[[ SUPPLIED MATERIAL, beginning ]]

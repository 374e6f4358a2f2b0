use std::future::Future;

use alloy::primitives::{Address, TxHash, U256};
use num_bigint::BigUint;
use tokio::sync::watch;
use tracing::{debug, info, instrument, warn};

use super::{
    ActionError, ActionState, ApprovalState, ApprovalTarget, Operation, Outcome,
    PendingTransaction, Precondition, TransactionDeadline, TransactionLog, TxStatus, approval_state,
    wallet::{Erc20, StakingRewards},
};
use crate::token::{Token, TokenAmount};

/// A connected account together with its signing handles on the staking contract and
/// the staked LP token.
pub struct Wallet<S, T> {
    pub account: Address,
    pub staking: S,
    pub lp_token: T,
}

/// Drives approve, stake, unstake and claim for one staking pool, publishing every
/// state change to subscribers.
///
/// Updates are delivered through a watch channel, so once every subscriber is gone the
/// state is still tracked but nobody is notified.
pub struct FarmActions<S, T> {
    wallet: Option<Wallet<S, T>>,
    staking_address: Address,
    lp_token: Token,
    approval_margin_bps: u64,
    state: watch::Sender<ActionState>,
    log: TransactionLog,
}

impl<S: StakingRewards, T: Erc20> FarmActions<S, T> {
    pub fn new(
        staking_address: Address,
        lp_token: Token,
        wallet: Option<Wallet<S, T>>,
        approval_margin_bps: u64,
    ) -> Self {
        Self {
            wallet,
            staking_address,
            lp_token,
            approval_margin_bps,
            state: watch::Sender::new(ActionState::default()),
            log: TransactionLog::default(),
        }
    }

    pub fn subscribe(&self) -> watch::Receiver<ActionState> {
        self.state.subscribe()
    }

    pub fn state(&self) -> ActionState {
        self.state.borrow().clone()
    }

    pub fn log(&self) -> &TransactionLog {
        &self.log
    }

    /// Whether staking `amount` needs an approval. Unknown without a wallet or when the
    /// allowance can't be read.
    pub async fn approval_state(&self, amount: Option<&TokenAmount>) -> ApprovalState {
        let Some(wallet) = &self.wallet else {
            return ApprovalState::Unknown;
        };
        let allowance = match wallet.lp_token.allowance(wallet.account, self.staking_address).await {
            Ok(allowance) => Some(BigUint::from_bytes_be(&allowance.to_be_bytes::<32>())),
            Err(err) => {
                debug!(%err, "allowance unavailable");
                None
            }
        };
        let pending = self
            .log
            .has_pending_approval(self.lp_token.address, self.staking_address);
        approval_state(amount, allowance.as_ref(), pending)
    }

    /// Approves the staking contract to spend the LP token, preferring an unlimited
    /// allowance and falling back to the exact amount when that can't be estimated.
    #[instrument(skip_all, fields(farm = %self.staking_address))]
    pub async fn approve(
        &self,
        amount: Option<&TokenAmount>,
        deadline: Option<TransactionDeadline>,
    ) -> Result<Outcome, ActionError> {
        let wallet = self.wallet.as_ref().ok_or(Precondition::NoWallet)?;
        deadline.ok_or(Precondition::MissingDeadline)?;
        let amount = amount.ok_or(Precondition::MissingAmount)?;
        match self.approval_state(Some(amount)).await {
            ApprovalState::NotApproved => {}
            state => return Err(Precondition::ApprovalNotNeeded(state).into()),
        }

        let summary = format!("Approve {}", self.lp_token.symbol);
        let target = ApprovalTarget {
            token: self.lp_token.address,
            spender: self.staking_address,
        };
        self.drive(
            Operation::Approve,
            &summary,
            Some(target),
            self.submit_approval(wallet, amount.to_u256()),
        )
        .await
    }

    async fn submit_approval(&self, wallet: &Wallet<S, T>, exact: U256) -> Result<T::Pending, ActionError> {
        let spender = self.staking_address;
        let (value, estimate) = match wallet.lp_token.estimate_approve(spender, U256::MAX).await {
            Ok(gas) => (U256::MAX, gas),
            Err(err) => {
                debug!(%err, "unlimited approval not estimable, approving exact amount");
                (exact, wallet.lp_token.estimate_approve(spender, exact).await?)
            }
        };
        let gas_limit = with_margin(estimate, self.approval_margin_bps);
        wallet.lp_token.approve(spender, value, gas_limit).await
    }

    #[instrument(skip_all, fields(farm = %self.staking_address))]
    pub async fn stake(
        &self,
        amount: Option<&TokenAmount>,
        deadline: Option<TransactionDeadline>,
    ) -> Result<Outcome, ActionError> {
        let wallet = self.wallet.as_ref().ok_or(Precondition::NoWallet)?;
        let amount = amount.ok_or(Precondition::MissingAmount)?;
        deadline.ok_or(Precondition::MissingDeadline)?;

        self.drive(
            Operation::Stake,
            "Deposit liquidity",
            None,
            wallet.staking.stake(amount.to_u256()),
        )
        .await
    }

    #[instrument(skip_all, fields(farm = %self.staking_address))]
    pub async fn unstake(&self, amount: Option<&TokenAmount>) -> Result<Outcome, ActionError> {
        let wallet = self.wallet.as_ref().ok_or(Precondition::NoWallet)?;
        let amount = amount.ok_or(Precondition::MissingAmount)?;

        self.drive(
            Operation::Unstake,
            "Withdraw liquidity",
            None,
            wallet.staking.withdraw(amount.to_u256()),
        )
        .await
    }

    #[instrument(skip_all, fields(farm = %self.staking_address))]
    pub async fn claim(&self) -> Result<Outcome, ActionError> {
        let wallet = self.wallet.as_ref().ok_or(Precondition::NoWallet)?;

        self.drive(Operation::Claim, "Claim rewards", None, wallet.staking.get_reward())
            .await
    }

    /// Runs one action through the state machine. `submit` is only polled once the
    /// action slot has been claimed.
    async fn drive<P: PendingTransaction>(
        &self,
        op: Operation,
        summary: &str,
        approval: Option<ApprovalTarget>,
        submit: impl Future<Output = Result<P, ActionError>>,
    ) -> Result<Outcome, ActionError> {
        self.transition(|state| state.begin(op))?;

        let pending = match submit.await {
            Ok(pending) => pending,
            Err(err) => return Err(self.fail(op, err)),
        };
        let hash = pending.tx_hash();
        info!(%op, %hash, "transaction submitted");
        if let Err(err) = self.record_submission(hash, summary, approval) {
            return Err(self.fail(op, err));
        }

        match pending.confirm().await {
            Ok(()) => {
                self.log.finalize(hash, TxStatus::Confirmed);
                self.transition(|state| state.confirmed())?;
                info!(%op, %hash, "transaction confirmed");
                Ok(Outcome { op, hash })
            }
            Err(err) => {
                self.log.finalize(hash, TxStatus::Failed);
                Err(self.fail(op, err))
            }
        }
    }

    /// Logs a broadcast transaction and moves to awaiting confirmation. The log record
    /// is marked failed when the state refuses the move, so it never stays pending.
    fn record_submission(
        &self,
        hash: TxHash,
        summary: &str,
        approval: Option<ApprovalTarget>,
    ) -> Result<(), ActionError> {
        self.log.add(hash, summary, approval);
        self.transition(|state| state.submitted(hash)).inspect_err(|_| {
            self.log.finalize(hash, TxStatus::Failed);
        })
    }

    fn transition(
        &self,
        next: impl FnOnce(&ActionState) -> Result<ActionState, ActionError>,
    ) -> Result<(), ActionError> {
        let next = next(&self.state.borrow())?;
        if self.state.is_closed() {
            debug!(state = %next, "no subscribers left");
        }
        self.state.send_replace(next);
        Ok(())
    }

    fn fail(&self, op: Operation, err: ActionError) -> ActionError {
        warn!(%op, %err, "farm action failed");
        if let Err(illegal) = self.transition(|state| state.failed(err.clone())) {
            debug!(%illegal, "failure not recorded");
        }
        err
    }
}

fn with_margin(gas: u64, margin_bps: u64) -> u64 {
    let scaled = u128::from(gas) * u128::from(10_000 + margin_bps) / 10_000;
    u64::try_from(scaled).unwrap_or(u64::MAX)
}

[[ SUPPLIED MATERIAL, end ]]
[[ SUPPLIED MATERIAL, beginning ]]

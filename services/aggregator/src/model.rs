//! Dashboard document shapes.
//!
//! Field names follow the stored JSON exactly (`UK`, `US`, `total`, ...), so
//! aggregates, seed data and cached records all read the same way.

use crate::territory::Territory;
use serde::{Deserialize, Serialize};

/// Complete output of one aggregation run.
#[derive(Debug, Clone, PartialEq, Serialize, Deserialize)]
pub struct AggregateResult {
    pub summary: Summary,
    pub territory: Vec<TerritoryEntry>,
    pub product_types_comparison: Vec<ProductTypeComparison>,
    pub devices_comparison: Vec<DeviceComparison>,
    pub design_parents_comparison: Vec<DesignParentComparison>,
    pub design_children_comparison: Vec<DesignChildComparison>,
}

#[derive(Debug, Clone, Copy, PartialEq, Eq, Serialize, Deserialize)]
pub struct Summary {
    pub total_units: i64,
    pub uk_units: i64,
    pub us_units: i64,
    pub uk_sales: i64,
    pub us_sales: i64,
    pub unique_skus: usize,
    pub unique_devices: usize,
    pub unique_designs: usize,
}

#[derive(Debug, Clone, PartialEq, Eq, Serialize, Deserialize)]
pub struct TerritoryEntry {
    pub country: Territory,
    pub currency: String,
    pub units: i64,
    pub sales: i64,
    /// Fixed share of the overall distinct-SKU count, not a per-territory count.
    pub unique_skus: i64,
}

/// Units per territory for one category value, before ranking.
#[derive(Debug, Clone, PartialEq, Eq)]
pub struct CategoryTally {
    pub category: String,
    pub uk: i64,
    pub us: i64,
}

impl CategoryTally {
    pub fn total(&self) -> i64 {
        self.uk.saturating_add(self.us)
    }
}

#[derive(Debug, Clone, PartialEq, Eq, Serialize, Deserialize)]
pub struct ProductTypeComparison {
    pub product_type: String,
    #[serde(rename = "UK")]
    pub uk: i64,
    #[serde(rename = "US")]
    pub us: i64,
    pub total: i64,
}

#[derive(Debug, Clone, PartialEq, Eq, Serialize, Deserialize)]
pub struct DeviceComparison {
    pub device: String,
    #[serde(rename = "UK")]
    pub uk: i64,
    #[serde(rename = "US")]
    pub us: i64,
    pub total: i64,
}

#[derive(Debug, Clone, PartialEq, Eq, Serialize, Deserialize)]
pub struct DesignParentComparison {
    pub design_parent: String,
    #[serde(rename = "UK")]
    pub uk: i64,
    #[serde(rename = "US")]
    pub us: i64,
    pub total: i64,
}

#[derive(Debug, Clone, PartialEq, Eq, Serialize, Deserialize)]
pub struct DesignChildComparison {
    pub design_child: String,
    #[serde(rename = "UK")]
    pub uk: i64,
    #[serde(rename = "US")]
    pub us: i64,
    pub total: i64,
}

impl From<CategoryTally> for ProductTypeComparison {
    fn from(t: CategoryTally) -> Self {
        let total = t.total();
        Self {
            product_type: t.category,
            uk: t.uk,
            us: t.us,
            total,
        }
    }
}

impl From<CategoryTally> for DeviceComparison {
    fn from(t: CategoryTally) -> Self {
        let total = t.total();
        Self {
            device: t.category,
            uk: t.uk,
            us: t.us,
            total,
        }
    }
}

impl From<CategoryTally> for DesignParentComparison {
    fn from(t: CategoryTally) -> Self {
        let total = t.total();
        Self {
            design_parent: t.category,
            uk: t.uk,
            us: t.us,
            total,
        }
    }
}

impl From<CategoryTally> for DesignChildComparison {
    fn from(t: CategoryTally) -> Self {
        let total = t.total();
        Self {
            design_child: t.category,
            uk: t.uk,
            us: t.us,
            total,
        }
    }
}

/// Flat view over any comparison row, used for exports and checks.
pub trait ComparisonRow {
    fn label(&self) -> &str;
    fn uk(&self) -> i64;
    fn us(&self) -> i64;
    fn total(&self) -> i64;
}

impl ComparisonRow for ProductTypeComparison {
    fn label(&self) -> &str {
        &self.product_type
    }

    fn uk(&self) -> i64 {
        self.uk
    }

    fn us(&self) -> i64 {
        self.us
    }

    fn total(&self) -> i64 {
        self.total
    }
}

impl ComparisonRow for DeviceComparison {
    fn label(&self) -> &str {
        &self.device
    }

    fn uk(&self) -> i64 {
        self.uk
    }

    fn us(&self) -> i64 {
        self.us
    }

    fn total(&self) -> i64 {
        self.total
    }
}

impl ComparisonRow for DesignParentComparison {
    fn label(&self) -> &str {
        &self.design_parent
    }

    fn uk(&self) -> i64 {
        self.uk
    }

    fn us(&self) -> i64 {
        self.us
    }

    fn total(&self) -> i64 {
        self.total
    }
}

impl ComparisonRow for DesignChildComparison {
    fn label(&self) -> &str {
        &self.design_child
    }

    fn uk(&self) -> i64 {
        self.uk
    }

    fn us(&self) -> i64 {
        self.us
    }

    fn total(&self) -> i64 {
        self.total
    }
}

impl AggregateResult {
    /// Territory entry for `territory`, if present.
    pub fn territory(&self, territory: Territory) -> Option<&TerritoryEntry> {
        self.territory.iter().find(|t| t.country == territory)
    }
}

[[ SUPPLIED MATERIAL, end ]]

## WHAT TO PRODUCE:
Each line above with the string "Sender" in it should be located and copied.

## RESPONSE BELOW:
    state: watch::Sender<ActionState>,
            state: watch::Sender::new(ActionState::default()),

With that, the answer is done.